Stored data entries
····················

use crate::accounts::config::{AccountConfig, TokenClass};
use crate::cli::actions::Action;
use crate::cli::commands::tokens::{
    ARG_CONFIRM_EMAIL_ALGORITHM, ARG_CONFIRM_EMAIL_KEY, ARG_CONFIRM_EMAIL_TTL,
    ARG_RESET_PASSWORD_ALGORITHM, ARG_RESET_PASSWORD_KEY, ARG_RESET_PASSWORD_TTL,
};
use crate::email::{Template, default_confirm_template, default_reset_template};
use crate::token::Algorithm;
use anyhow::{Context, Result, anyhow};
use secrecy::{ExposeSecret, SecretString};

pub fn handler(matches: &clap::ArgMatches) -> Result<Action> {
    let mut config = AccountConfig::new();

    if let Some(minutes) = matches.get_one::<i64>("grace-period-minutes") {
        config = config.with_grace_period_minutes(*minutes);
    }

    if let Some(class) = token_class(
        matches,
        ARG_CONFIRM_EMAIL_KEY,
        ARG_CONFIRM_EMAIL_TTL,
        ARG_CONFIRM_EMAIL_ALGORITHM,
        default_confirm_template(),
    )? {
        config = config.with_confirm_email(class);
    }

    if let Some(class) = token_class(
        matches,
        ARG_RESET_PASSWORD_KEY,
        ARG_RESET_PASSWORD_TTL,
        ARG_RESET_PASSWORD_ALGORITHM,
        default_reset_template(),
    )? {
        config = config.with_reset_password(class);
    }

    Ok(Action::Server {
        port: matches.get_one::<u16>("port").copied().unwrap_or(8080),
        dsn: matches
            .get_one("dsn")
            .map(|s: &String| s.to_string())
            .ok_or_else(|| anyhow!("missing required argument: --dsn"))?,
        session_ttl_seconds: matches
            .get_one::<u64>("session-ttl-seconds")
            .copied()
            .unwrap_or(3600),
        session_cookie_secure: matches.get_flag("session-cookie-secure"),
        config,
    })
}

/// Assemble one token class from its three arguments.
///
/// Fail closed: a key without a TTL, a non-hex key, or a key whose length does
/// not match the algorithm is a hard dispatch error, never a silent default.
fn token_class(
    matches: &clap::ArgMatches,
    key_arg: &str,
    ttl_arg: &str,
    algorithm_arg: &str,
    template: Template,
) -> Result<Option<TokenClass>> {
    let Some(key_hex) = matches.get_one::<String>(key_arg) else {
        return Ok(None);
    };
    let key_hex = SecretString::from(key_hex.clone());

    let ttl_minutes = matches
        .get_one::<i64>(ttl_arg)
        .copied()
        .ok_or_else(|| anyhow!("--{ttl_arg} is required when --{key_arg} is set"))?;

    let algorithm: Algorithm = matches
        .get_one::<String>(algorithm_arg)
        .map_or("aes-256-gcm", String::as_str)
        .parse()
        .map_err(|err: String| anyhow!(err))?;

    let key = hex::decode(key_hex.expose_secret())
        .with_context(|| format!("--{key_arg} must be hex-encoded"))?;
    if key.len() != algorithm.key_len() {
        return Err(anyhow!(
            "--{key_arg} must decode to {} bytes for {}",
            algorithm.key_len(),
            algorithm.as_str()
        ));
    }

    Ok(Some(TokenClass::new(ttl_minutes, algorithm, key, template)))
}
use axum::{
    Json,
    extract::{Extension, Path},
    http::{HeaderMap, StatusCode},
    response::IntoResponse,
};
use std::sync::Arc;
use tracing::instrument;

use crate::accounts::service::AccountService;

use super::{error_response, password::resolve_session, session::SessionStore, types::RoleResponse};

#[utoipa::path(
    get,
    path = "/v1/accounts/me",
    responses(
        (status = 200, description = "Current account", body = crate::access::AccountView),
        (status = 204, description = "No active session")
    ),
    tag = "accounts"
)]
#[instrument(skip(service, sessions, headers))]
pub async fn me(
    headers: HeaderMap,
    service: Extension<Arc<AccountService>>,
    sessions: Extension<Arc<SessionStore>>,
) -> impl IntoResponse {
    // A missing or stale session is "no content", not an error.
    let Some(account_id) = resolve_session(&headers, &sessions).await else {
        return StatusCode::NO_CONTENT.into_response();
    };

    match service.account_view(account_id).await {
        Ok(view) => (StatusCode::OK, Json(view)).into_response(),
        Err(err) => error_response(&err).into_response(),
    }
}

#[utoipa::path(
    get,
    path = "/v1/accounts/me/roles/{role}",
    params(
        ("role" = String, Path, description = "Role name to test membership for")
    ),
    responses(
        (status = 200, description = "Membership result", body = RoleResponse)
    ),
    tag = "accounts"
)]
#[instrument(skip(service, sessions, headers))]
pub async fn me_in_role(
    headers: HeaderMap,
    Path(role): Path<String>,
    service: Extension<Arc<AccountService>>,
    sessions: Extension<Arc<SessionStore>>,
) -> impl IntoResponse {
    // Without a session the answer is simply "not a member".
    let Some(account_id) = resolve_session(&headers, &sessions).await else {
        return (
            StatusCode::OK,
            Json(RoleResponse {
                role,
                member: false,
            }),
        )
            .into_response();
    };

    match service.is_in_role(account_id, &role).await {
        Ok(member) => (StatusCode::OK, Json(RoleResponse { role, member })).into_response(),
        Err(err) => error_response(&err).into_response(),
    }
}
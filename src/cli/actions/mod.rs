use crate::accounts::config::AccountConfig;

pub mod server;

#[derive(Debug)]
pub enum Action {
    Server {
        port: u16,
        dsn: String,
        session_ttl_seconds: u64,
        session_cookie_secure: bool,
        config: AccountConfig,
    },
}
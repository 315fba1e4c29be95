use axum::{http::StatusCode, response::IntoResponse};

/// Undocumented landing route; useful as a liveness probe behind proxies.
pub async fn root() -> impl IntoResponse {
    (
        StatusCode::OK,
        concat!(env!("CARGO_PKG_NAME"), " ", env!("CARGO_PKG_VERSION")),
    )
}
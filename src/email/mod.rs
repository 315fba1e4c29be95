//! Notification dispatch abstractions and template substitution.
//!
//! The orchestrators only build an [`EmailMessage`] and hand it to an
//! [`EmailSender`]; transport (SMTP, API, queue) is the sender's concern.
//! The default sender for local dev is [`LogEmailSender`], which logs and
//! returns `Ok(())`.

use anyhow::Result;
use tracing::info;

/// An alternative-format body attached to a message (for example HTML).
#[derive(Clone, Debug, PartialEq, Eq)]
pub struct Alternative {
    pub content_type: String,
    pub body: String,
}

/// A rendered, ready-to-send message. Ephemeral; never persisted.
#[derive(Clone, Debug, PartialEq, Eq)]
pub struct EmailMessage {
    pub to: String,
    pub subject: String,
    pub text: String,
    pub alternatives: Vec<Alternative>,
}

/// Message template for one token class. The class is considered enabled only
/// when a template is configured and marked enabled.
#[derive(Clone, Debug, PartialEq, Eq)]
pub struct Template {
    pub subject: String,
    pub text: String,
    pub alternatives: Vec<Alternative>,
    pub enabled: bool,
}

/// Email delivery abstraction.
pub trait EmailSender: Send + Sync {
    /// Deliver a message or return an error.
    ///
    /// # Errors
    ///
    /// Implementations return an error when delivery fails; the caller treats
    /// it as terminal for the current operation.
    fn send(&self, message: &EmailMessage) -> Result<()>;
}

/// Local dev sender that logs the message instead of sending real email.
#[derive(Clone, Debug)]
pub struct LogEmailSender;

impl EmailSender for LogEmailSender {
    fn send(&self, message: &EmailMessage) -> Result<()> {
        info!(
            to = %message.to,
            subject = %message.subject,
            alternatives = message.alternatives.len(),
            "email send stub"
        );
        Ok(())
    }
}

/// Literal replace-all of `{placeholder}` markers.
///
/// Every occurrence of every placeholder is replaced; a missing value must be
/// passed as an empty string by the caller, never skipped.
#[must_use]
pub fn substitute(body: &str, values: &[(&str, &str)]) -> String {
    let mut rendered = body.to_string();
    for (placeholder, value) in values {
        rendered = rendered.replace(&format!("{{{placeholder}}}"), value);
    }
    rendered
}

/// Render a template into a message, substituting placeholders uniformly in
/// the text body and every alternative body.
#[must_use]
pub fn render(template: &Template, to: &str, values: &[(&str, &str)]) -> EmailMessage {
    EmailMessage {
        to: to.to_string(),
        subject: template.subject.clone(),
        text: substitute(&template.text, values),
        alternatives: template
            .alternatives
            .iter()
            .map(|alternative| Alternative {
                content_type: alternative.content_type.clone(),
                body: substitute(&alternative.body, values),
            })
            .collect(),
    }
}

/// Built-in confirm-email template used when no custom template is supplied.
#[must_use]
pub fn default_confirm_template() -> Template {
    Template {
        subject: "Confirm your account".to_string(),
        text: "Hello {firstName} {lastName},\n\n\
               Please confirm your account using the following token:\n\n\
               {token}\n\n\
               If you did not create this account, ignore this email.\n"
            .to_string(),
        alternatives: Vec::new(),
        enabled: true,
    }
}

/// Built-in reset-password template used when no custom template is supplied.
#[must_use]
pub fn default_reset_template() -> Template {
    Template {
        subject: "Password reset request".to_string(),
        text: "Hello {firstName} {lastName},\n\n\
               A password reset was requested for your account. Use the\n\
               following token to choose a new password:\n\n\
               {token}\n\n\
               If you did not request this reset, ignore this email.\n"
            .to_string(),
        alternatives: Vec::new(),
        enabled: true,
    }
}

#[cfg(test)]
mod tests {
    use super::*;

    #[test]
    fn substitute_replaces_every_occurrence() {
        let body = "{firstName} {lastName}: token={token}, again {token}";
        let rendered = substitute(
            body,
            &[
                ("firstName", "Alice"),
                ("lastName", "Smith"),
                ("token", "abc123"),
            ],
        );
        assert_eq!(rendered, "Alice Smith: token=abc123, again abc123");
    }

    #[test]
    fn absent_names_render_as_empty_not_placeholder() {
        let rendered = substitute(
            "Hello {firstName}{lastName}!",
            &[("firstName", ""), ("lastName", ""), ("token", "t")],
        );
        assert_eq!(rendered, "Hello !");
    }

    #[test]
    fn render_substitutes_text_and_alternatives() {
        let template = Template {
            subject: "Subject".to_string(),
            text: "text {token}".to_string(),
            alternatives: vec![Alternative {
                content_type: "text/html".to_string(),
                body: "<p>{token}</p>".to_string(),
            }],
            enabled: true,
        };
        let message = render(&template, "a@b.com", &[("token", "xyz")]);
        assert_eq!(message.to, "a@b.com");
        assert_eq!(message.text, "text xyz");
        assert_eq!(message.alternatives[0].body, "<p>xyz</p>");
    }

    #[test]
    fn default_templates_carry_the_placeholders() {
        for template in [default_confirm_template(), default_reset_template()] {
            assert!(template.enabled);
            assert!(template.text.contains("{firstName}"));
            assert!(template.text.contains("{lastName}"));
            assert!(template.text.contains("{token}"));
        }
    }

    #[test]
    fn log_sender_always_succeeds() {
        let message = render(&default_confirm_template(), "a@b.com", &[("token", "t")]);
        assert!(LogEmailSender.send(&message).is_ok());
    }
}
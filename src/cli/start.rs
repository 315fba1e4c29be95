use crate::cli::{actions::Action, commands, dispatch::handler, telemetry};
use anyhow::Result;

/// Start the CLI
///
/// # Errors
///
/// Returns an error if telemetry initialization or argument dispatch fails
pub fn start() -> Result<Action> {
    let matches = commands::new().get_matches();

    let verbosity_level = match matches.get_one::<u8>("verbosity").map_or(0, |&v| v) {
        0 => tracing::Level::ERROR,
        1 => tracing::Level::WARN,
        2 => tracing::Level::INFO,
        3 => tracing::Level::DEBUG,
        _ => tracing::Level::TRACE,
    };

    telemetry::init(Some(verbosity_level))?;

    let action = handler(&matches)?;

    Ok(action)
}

····················

The word "Json" appears in some lines above. Return every one of those lines.

    Json,
        Ok(view) => (StatusCode::OK, Json(view)).into_response(),
            Json(RoleResponse {
        Ok(member) => (StatusCode::OK, Json(RoleResponse { role, member })).into_response(),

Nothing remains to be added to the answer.